BEGIN RECORDS SUPPLIED
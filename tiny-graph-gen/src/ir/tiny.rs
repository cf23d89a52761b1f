//! Tiny-graph target IR
//! each emitted node maps to a runtime op tag
//!

use std::fmt;
use std::str::FromStr;

use crate::error::{Error, Result};
use crate::ir::graph::{GraphNode, OpKind};

/// Op tags understood by the tiny runtime.
#[derive(Debug, Clone, Copy, PartialEq, Eq)]
pub enum TinyOp {
    Conv,
    DwConv,
    Fc,
    Pool,
    Relu,
    Softmax,
    Reshape,
}

impl TinyOp {
    pub fn from_kind(node: &GraphNode) -> Result<Self> {
        Ok(match node.op {
            OpKind::Conv2D => TinyOp::Conv,
            OpKind::DepthwiseConv2D => TinyOp::DwConv,
            OpKind::MatMul => TinyOp::Fc,
            OpKind::MaxPool | OpKind::AvgPool => TinyOp::Pool,
            OpKind::Relu => TinyOp::Relu,
            OpKind::Softmax => TinyOp::Softmax,
            OpKind::Reshape => TinyOp::Reshape,
            ref other => {
                return Err(Error::UnsupportedOp {
                    node: node.name.clone(),
                    op: other.to_string(),
                })
            }
        })
    }

    pub fn c_tag(self) -> &'static str {
        match self {
            TinyOp::Conv => "NN_OP_CONV",
            TinyOp::DwConv => "NN_OP_DWCONV",
            TinyOp::Fc => "NN_OP_FC",
            TinyOp::Pool => "NN_OP_POOL",
            TinyOp::Relu => "NN_OP_RELU",
            TinyOp::Softmax => "NN_OP_SOFTMAX",
            TinyOp::Reshape => "NN_OP_RESHAPE",
        }
    }
}

#[derive(Debug, Clone, Copy, PartialEq, Eq, Default)]
pub enum DataLayout {
    #[default]
    Nhwc,
    Nchw,
}

impl DataLayout {
    /// Indices of the (h, w) axes in 4-element ksize/strides lists.
    pub fn spatial_axes(self) -> (usize, usize) {
        match self {
            DataLayout::Nhwc => (1, 2),
            DataLayout::Nchw => (2, 3),
        }
    }

    pub fn c_tag(self) -> &'static str {
        match self {
            DataLayout::Nhwc => "NN_LAYOUT_NHWC",
            DataLayout::Nchw => "NN_LAYOUT_NCHW",
        }
    }

    /// Layout declared by a node's `data_format` attribute (TensorFlow defaults to NHWC).
    pub fn of_node(node: &GraphNode) -> Result<Option<Self>> {
        match node.attr_str("data_format")? {
            Some(s) => s
                .parse()
                .map(Some)
                .map_err(|_| Error::invalid_attr(&node.name, "data_format", format!("unknown layout '{s}'"))),
            None => Ok(None),
        }
    }
}

impl FromStr for DataLayout {
    type Err = Error;

    fn from_str(s: &str) -> Result<Self> {
        match s.to_ascii_uppercase().as_str() {
            "NHWC" => Ok(DataLayout::Nhwc),
            "NCHW" => Ok(DataLayout::Nchw),
            _ => Err(Error::Config(format!("unknown data layout '{s}'"))),
        }
    }
}

impl fmt::Display for DataLayout {
    fn fmt(&self, f: &mut fmt::Formatter<'_>) -> fmt::Result {
        f.write_str(match self {
            DataLayout::Nhwc => "NHWC",
            DataLayout::Nchw => "NCHW",
        })
    }
}

/// Where the kernel height/width live in a convolution weight tensor.
#[derive(Debug, Clone, Copy, PartialEq, Eq, Default)]
pub enum FilterLayout {
    /// `[O, H, W, I]` for NHWC graphs, `[O, I, H, W]` for NCHW graphs
    #[default]
    FollowData,
    /// TensorFlow-native `[H, W, I, O]`
    Hwio,
}

impl FilterLayout {
    pub fn kernel_axes(self, data: DataLayout) -> (usize, usize) {
        match self {
            FilterLayout::FollowData => data.spatial_axes(),
            FilterLayout::Hwio => (0, 1),
        }
    }
}

impl FromStr for FilterLayout {
    type Err = Error;

    fn from_str(s: &str) -> Result<Self> {
        match s.to_ascii_lowercase().as_str() {
            "follow-data" | "ohwi" | "oihw" => Ok(FilterLayout::FollowData),
            "hwio" => Ok(FilterLayout::Hwio),
            _ => Err(Error::Config(format!("unknown filter layout '{s}'"))),
        }
    }
}

#[derive(Debug, Clone, Copy, PartialEq, Eq)]
pub enum PadMode {
    Same,
    Valid,
}

impl PadMode {
    /// `SAME` maps to same-padding, anything else (or nothing) to valid.
    pub fn from_attr(padding: Option<&str>) -> Self {
        match padding {
            Some("SAME") => PadMode::Same,
            _ => PadMode::Valid,
        }
    }

    pub fn c_tag(self) -> &'static str {
        match self {
            PadMode::Same => "NN_PAD_SAME",
            PadMode::Valid => "NN_PAD_VALID",
        }
    }
}

#[derive(Debug, Clone, Copy, PartialEq, Eq)]
pub enum PoolMethod {
    Max,
    Avg,
}

impl PoolMethod {
    pub fn c_tag(self) -> &'static str {
        match self {
            PoolMethod::Max => "NN_POOL_MAX",
            PoolMethod::Avg => "NN_POOL_AVG",
        }
    }
}

#[derive(Debug, Clone, PartialEq, Eq)]
pub struct ConvParam {
    pub kernel_h: usize,
    pub kernel_w: usize,
    pub stride_h: usize,
    pub stride_w: usize,
    pub pad: PadMode,
    /// Fused activation; the generator never fuses one, so this is always -1.
    pub activation: i32,
}

#[derive(Debug, Clone, PartialEq, Eq)]
pub struct PoolParam {
    pub kernel_h: usize,
    pub kernel_w: usize,
    pub stride_h: usize,
    pub stride_w: usize,
    pub pad: PadMode,
    pub method: PoolMethod,
}

#[derive(Debug, Clone, PartialEq, Eq)]
pub enum OpParam {
    Conv(ConvParam),
    Pool(PoolParam),
}

impl OpParam {
    pub fn c_struct(&self) -> &'static str {
        match self {
            OpParam::Conv(_) => "tiny_conv_param",
            OpParam::Pool(_) => "tiny_pool_param",
        }
    }
}

#[cfg(test)]
mod tests {
    use super::*;

    #[test]
    fn layout_axes() {
        assert_eq!(DataLayout::Nhwc.spatial_axes(), (1, 2));
        assert_eq!(DataLayout::Nchw.spatial_axes(), (2, 3));
        assert_eq!(FilterLayout::Hwio.kernel_axes(DataLayout::Nchw), (0, 1));
        assert_eq!(FilterLayout::FollowData.kernel_axes(DataLayout::Nchw), (2, 3));
    }

    #[test]
    fn padding_mapping() {
        assert_eq!(PadMode::from_attr(Some("SAME")), PadMode::Same);
        assert_eq!(PadMode::from_attr(Some("VALID")), PadMode::Valid);
        assert_eq!(PadMode::from_attr(Some("EXPLICIT")), PadMode::Valid);
        assert_eq!(PadMode::from_attr(None), PadMode::Valid);
    }

    #[test]
    fn unsupported_op_named() {
        let node = GraphNode::new("mystery", OpKind::Other("Tanh".into()));
        let err = TinyOp::from_kind(&node).unwrap_err();
        assert_eq!(err.to_string(), "node 'mystery': unsupported operator 'Tanh'");
    }

    #[test]
    fn layout_parsing() {
        assert_eq!("nchw".parse::<DataLayout>().unwrap(), DataLayout::Nchw);
        assert!("HWCN".parse::<DataLayout>().is_err());
        assert_eq!("HWIO".parse::<FilterLayout>().unwrap(), FilterLayout::Hwio);
    }
}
END RECORDS SUPPLIED
» **ACTIVITY**:
All records are to be restated exactly, from the first line to the last line.

» **ANSWER TO THIS PROBLEM**:
filename tiny-graph-gen/src/ir/tiny.rs
repository cf23d89a52761b1f
//! Tiny-graph target IR
//! each emitted node maps to a runtime op tag
//!

use std::fmt;
use std::str::FromStr;

use crate::error::{Error, Result};
use crate::ir::graph::{GraphNode, OpKind};

/// Op tags understood by the tiny runtime.
#[derive(Debug, Clone, Copy, PartialEq, Eq)]
pub enum TinyOp {
    Conv,
    DwConv,
    Fc,
    Pool,
    Relu,
    Softmax,
    Reshape,
}

impl TinyOp {
    pub fn from_kind(node: &GraphNode) -> Result<Self> {
        Ok(match node.op {
            OpKind::Conv2D => TinyOp::Conv,
            OpKind::DepthwiseConv2D => TinyOp::DwConv,
            OpKind::MatMul => TinyOp::Fc,
            OpKind::MaxPool | OpKind::AvgPool => TinyOp::Pool,
            OpKind::Relu => TinyOp::Relu,
            OpKind::Softmax => TinyOp::Softmax,
            OpKind::Reshape => TinyOp::Reshape,
            ref other => {
                return Err(Error::UnsupportedOp {
                    node: node.name.clone(),
                    op: other.to_string(),
                })
            }
        })
    }

    pub fn c_tag(self) -> &'static str {
        match self {
            TinyOp::Conv => "NN_OP_CONV",
            TinyOp::DwConv => "NN_OP_DWCONV",
            TinyOp::Fc => "NN_OP_FC",
            TinyOp::Pool => "NN_OP_POOL",
            TinyOp::Relu => "NN_OP_RELU",
            TinyOp::Softmax => "NN_OP_SOFTMAX",
            TinyOp::Reshape => "NN_OP_RESHAPE",
        }
    }
}

#[derive(Debug, Clone, Copy, PartialEq, Eq, Default)]
pub enum DataLayout {
    #[default]
    Nhwc,
    Nchw,
}

impl DataLayout {
    /// Indices of the (h, w) axes in 4-element ksize/strides lists.
    pub fn spatial_axes(self) -> (usize, usize) {
        match self {
            DataLayout::Nhwc => (1, 2),
            DataLayout::Nchw => (2, 3),
        }
    }

    pub fn c_tag(self) -> &'static str {
        match self {
            DataLayout::Nhwc => "NN_LAYOUT_NHWC",
            DataLayout::Nchw => "NN_LAYOUT_NCHW",
        }
    }

    /// Layout declared by a node's `data_format` attribute (TensorFlow defaults to NHWC).
    pub fn of_node(node: &GraphNode) -> Result<Option<Self>> {
        match node.attr_str("data_format")? {
            Some(s) => s
                .parse()
                .map(Some)
                .map_err(|_| Error::invalid_attr(&node.name, "data_format", format!("unknown layout '{s}'"))),
            None => Ok(None),
        }
    }
}

impl FromStr for DataLayout {
    type Err = Error;

    fn from_str(s: &str) -> Result<Self> {
        match s.to_ascii_uppercase().as_str() {
            "NHWC" => Ok(DataLayout::Nhwc),
            "NCHW" => Ok(DataLayout::Nchw),
            _ => Err(Error::Config(format!("unknown data layout '{s}'"))),
        }
    }
}

impl fmt::Display for DataLayout {
    fn fmt(&self, f: &mut fmt::Formatter<'_>) -> fmt::Result {
        f.write_str(match self {
            DataLayout::Nhwc => "NHWC",
            DataLayout::Nchw => "NCHW",
        })
    }
}

/// Where the kernel height/width live in a convolution weight tensor.
#[derive(Debug, Clone, Copy, PartialEq, Eq, Default)]
pub enum FilterLayout {
    /// `[O, H, W, I]` for NHWC graphs, `[O, I, H, W]` for NCHW graphs
    #[default]
    FollowData,
    /// TensorFlow-native `[H, W, I, O]`
    Hwio,
}

impl FilterLayout {
    pub fn kernel_axes(self, data: DataLayout) -> (usize, usize) {
        match self {
            FilterLayout::FollowData => data.spatial_axes(),
            FilterLayout::Hwio => (0, 1),
        }
    }
}

impl FromStr for FilterLayout {
    type Err = Error;

    fn from_str(s: &str) -> Result<Self> {
        match s.to_ascii_lowercase().as_str() {
            "follow-data" | "ohwi" | "oihw" => Ok(FilterLayout::FollowData),
            "hwio" => Ok(FilterLayout::Hwio),
            _ => Err(Error::Config(format!("unknown filter layout '{s}'"))),
        }
    }
}

#[derive(Debug, Clone, Copy, PartialEq, Eq)]
pub enum PadMode {
    Same,
    Valid,
}

impl PadMode {
    /// `SAME` maps to same-padding, anything else (or nothing) to valid.
    pub fn from_attr(padding: Option<&str>) -> Self {
        match padding {
            Some("SAME") => PadMode::Same,
            _ => PadMode::Valid,
        }
    }

    pub fn c_tag(self) -> &'static str {
        match self {
            PadMode::Same => "NN_PAD_SAME",
            PadMode::Valid => "NN_PAD_VALID",
        }
    }
}

#[derive(Debug, Clone, Copy, PartialEq, Eq)]
pub enum PoolMethod {
    Max,
    Avg,
}

impl PoolMethod {
    pub fn c_tag(self) -> &'static str {
        match self {
            PoolMethod::Max => "NN_POOL_MAX",
            PoolMethod::Avg => "NN_POOL_AVG",
        }
    }
}

#[derive(Debug, Clone, PartialEq, Eq)]
pub struct ConvParam {
    pub kernel_h: usize,
    pub kernel_w: usize,
    pub stride_h: usize,
    pub stride_w: usize,
    pub pad: PadMode,
    /// Fused activation; the generator never fuses one, so this is always -1.
    pub activation: i32,
}

#[derive(Debug, Clone, PartialEq, Eq)]
pub struct PoolParam {
    pub kernel_h: usize,
    pub kernel_w: usize,
    pub stride_h: usize,
    pub stride_w: usize,
    pub pad: PadMode,
    pub method: PoolMethod,
}

#[derive(Debug, Clone, PartialEq, Eq)]
pub enum OpParam {
    Conv(ConvParam),
    Pool(PoolParam),
}

impl OpParam {
    pub fn c_struct(&self) -> &'static str {
        match self {
            OpParam::Conv(_) => "tiny_conv_param",
            OpParam::Pool(_) => "tiny_pool_param",
        }
    }
}

#[cfg(test)]
mod tests {
    use super::*;

    #[test]
    fn layout_axes() {
        assert_eq!(DataLayout::Nhwc.spatial_axes(), (1, 2));
        assert_eq!(DataLayout::Nchw.spatial_axes(), (2, 3));
        assert_eq!(FilterLayout::Hwio.kernel_axes(DataLayout::Nchw), (0, 1));
        assert_eq!(FilterLayout::FollowData.kernel_axes(DataLayout::Nchw), (2, 3));
    }

    #[test]
    fn padding_mapping() {
        assert_eq!(PadMode::from_attr(Some("SAME")), PadMode::Same);
        assert_eq!(PadMode::from_attr(Some("VALID")), PadMode::Valid);
        assert_eq!(PadMode::from_attr(Some("EXPLICIT")), PadMode::Valid);
        assert_eq!(PadMode::from_attr(None), PadMode::Valid);
    }

    #[test]
    fn unsupported_op_named() {
        let node = GraphNode::new("mystery", OpKind::Other("Tanh".into()));
        let err = TinyOp::from_kind(&node).unwrap_err();
        assert_eq!(err.to_string(), "node 'mystery': unsupported operator 'Tanh'");
    }

    #[test]
    fn layout_parsing() {
        assert_eq!("nchw".parse::<DataLayout>().unwrap(), DataLayout::Nchw);
        assert!("HWCN".parse::<DataLayout>().is_err());
        assert_eq!("HWIO".parse::<FilterLayout>().unwrap(), FilterLayout::Hwio);
    }
}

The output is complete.